PHOTO: President Donald Trump listens during a meeting with Gov. Kim Reynolds, R-Iowa, in the Oval Office of the White House, May 6, 2020, in Washington.
President Donald Trump listens during a meeting with Gov. Kim Reynolds, R-Iowa, in the Oval Office of the White House, May 6, 2020, in Washington.
Evan Vucci/AP

The official further noted that the guidelines were never cleared by CDC leadership.

The Associated Press first reported the story.

House Speaker Nancy Pelosi questioned the White House motives.

“I think that the way this has been handled is most unfortunate, because first of all, they had guidelines, which were weak, but nonetheless guidelines, and then the president said you don't even have to honor them, and then we find out now that there was a CDC report that had much more comprehensive guidelines, and they buried it in the White House,” she said.

The now-shelved guidelines were drafted with the aim of offering detailed, step-by-step advice for how to go about safely reopening restaurants, daycares, and other public spaces to supplement the broader administration guidelines issued last week in outlining a phased approach to reopening.

President Trump and Vice President Mike Pence had recently signaled to governors that further guidance was in the works about how to open businesses, schools, and places of worship.

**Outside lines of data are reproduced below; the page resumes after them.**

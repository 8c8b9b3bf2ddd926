//! CLI Chat Command
//!
//! Reads messages line by line from stdin and routes each through the gate,
//! the way the orchestrator does for inbound chat.

use anyhow::{Context, Result};
use cmdgate_commands::{ActionContext, ActionDispatcher, CommandDetector, MessageRoute};
use tokio::io::{AsyncBufReadExt, BufReader};
use tracing::debug;

use crate::terminal_output::{paint, DIM, GREEN};

pub async fn run(
    detector: &CommandDetector,
    dispatcher: &ActionDispatcher,
    ctx: &ActionContext,
    as_json: bool,
) -> Result<()> {
    let mut lines = BufReader::new(tokio::io::stdin()).lines();
    let mut count = 0usize;

    while let Some(line) = lines.next_line().await.context("Failed to read stdin")? {
        if line.trim().is_empty() {
            continue;
        }
        count += 1;
        let route = detector.route(&line);

        if as_json {
            println!("{}", serde_json::to_string(&route)?);
            continue;
        }

        match route {
            MessageRoute::Command { action, detection } => {
                let resp = dispatcher.dispatch(ctx, action, &detection).await?;
                println!("{} {}", paint(&format!("[{action}]"), GREEN), resp.text);
            }
            MessageRoute::Conversation { message } => {
                println!("{} {}", paint("[conversation]", DIM), message);
            }
        }
    }

    debug!(messages = count, "stdin closed");
    Ok(())
}
/// Command detection — decide whether an inbound message is an explicit command.
///
/// Exact match only: a message is a command when its normalized form equals a
/// registered slash command, or its whitespace-collapsed form equals a
/// registered phrase. Anything else belongs to the conversational pipeline.
use std::sync::Arc;

use cmdgate_core::{CommandType, DetectionResult};
use cmdgate_logging::{EventLogger, GateEvent};

use crate::action::resolve_action;
use crate::normalize::{collapse_whitespace, normalize};
use crate::registry::CommandRegistry;
use crate::types::MessageRoute;

/// Classify `text` against `registry`. Never fails.
pub fn detect_command(text: &str, registry: &CommandRegistry) -> DetectionResult {
    let normalized = normalize(text);
    if normalized.is_empty() {
        return DetectionResult::no_match(text);
    }

    let (command_type, matched_form) = if let Some(intent) = registry.match_command(&normalized) {
        (intent, normalized)
    } else if let Some(intent) = registry.match_phrase(&normalized) {
        (intent, collapse_whitespace(&normalized))
    } else {
        return DetectionResult::no_match(text);
    };

    let result = DetectionResult::matched(text, command_type);
    if let Some(action) = result.normalized_command.as_deref() {
        EventLogger::log_event(GateEvent::CommandDetected {
            original_message: text.to_string(),
            normalized: matched_form,
            command_type: command_type.to_string(),
            action: action.to_string(),
        });
    }
    result
}

/// Shareable detector holding the registry built at startup.
#[derive(Debug, Clone)]
pub struct CommandDetector {
    registry: Arc<CommandRegistry>,
}

impl CommandDetector {
    pub fn new(registry: Arc<CommandRegistry>) -> Self {
        Self { registry }
    }

    pub fn registry(&self) -> &CommandRegistry {
        &self.registry
    }

    pub fn detect(&self, text: &str) -> DetectionResult {
        detect_command(text, &self.registry)
    }

    /// The single per-message entry point for the orchestrator.
    pub fn route(&self, text: &str) -> MessageRoute {
        let detection = self.detect(text);
        match resolve_action(&detection) {
            Some(action) => MessageRoute::Command { action, detection },
            None => MessageRoute::Conversation { message: detection.original_message },
        }
    }

    /// Shorthand for callers that only need the intent.
    pub fn classify(&self, text: &str) -> CommandType {
        self.detect(text).command_type
    }
}

impl Default for CommandDetector {
    fn default() -> Self {
        Self::new(Arc::new(CommandRegistry::builtin()))
    }
}
/// Built-in action handlers.
///
/// Each handler is a concrete struct implementing `ActionHandler`. The UI
/// side reacts to the reply; handlers only acknowledge the action.
use anyhow::Result;
use async_trait::async_trait;
use tracing::info;

use cmdgate_core::DetectionResult;

use crate::dispatch::{ActionContext, ActionHandler, ActionResponse};

// ---------------------------------------------------------------------------
// show_gallery
// ---------------------------------------------------------------------------

pub struct ShowGalleryHandler;

#[async_trait]
impl ActionHandler for ShowGalleryHandler {
    async fn handle(&self, ctx: &ActionContext, detection: &DetectionResult) -> Result<ActionResponse> {
        info!(
            session = %ctx.session_id,
            channel = %ctx.channel,
            "[Gate] Opening style gallery"
        );
        Ok(ActionResponse::ok(format!(
            "🎨 Opening the style gallery (requested with `{}`)",
            detection.original_message.trim()
        )))
    }
}

#[cfg(test)]
mod tests {
    use super::*;
    use cmdgate_core::CommandType;

    #[tokio::test]
    async fn acknowledges_gallery_request() {
        let ctx = ActionContext { session_id: "s".into(), channel: "web".into(), sender_id: "u".into() };
        let detection = DetectionResult::matched("  /Stili ", CommandType::Gallery);
        let resp = ShowGalleryHandler.handle(&ctx, &detection).await.unwrap();
        assert!(!resp.ephemeral);
        assert!(resp.text.contains("`/Stili`"));
    }
}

PHOTO: Centers for Disease Control campus
The Centers for Disease Control's Tom Harkin Global Communications Center is shown in Atlanta.

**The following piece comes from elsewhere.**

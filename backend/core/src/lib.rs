pub mod error;
pub mod types;

pub use error::GateError;
pub use types::{CommandType, DetectionResult, SHOW_GALLERY};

But even as the guidance has been under consideration in recent weeks, it has always been an open question whether they would in fact be issued, because an official familiar with the process said some in the administration more formalized federal guidance would not be constructive since the administration had already decided to put states in control of the process.

Press secretary Kayleigh McEnany said Wednesday that the guidelines already issued had already specific recommendations for businesses looking to reopen.

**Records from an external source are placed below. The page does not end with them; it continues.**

//! Config file read/write with atomic backup rotation.

use crate::schema::GateConfig;
use anyhow::{Context, Result};
use serde_json::Value;
use std::path::{Path, PathBuf};
use tokio::fs;
use tracing::{debug, info, warn};

/// Default config file name within the config directory.
const CONFIG_FILE_NAME: &str = "config.yaml";

/// Number of rolling backups to keep.
const MAX_BACKUPS: usize = 3;

/// Resolve the config directory.
/// Priority: `CMDGATE_CONFIG_DIR` env > `~/.cmdgate/` > `./.cmdgate`
pub fn config_dir() -> PathBuf {
    if let Ok(dir) = std::env::var("CMDGATE_CONFIG_DIR") {
        return PathBuf::from(dir);
    }
    match dirs::home_dir() {
        Some(home) => home.join(".cmdgate"),
        None => PathBuf::from(".cmdgate"),
    }
}

/// Resolve the full path to the main config file.
pub fn config_file_path(config_dir: &Path) -> PathBuf {
    config_dir.join(CONFIG_FILE_NAME)
}

/// Read the config file as an untyped JSON value tree.
///
/// Returns an empty object if the file doesn't exist (first run) or is blank.
/// Typed deserialization happens later, after `${VAR}` substitution.
pub async fn load_raw_config(path: &Path) -> Result<Value> {
    if !path.exists() {
        debug!(path = %path.display(), "Config file does not exist; using defaults");
        return Ok(Value::Object(Default::default()));
    }

    let raw = fs::read_to_string(path)
        .await
        .with_context(|| format!("Failed to read config file: {}", path.display()))?;

    if raw.trim().is_empty() {
        return Ok(Value::Object(Default::default()));
    }

    let yaml: serde_yaml::Value = serde_yaml::from_str(&raw)
        .with_context(|| format!("Failed to parse config YAML at: {}", path.display()))?;
    let value = match serde_json::to_value(yaml)
        .with_context(|| format!("Config at {} is not representable as JSON", path.display()))?
    {
        Value::Null => Value::Object(Default::default()),
        other => other,
    };

    info!(path = %path.display(), "Loaded config");
    Ok(value)
}

/// Load and parse the config from disk without env substitution.
pub async fn load_config(path: &Path) -> Result<GateConfig> {
    let value = load_raw_config(path).await?;
    serde_json::from_value(value)
        .with_context(|| format!("Invalid config at: {}", path.display()))
}

/// Write config to disk atomically (write to temp file, rename).
///
/// Creates a rolling backup of the previous config before overwriting.
pub async fn write_config(config: &GateConfig, path: &Path) -> Result<()> {
    if let Some(parent) = path.parent() {
        fs::create_dir_all(parent).await.with_context(|| {
            format!("Failed to create config directory: {}", parent.display())
        })?;
    }

    if path.exists() {
        rotate_backups(path).await;
    }

    let yaml = serde_yaml::to_string(config).context("Failed to serialize config to YAML")?;

    let tmp_path = path.with_extension("yaml.tmp");
    fs::write(&tmp_path, yaml.as_bytes())
        .await
        .with_context(|| format!("Failed to write temp config: {}", tmp_path.display()))?;

    fs::rename(&tmp_path, path).await.with_context(|| {
        format!("Failed to rename temp config to: {}", path.display())
    })?;

    info!(path = %path.display(), "Wrote config");
    Ok(())
}

/// Rotate backup files: config.yaml.bak.1 → .bak.2 → ... → .bak.N
async fn rotate_backups(path: &Path) {
    for i in (1..MAX_BACKUPS).rev() {
        let old = path.with_extension(format!("yaml.bak.{}", i));
        let new = path.with_extension(format!("yaml.bak.{}", i + 1));
        if old.exists() {
            if let Err(e) = fs::rename(&old, &new).await {
                warn!("Failed to rotate backup {}: {}", old.display(), e);
            }
        }
    }

    let bak = path.with_extension("yaml.bak.1");
    if let Err(e) = fs::copy(path, &bak).await {
        warn!("Failed to create backup {}: {}", bak.display(), e);
    }
}

#[cfg(test)]
mod tests {
    use super::*;
    use crate::schema::IntentTriggers;
    use cmdgate_core::CommandType;

    fn sample() -> GateConfig {
        GateConfig {
            triggers: vec![IntentTriggers {
                intent: CommandType::Gallery,
                commands: vec!["/album".into()],
                phrases: vec![],
            }],
            ..Default::default()
        }
    }

    #[tokio::test]
    async fn missing_file_yields_defaults() {
        let dir = tempfile::tempdir().unwrap();
        let config = load_config(&dir.path().join("nope.yaml")).await.unwrap();
        assert_eq!(config, GateConfig::default());
    }

    #[tokio::test]
    async fn write_then_load() {
        let dir = tempfile::tempdir().unwrap();
        let path = config_file_path(dir.path());
        write_config(&sample(), &path).await.unwrap();
        assert_eq!(load_config(&path).await.unwrap(), sample());
        assert!(!path.with_extension("yaml.tmp").exists());
    }

    #[tokio::test]
    async fn overwriting_keeps_rolling_backups() {
        let dir = tempfile::tempdir().unwrap();
        let path = config_file_path(dir.path());
        for _ in 0..5 {
            write_config(&sample(), &path).await.unwrap();
        }
        assert!(path.with_extension("yaml.bak.1").exists());
        assert!(path.with_extension("yaml.bak.3").exists());
        assert!(!path.with_extension("yaml.bak.4").exists());
    }

    #[tokio::test]
    async fn malformed_yaml_is_an_error() {
        let dir = tempfile::tempdir().unwrap();
        let path = config_file_path(dir.path());
        tokio::fs::write(&path, "triggers: [{intent: 42").await.unwrap();
        let err = load_config(&path).await.unwrap_err();
        assert!(format!("{err:#}").contains("Failed to parse config YAML"));
    }
}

"Well, in the phased approach, there are some recommendations for how, for instance, restaurants should reopen and the distancing that's required. And as you go through the phases, that distancing is shrunk and there are other mechanisms that are outlined for restaurants and movie theaters and sporting venues. So I would argue that our phased approach does take that into account," she said when asked about the status of plans to issue more detailed guidance," she said.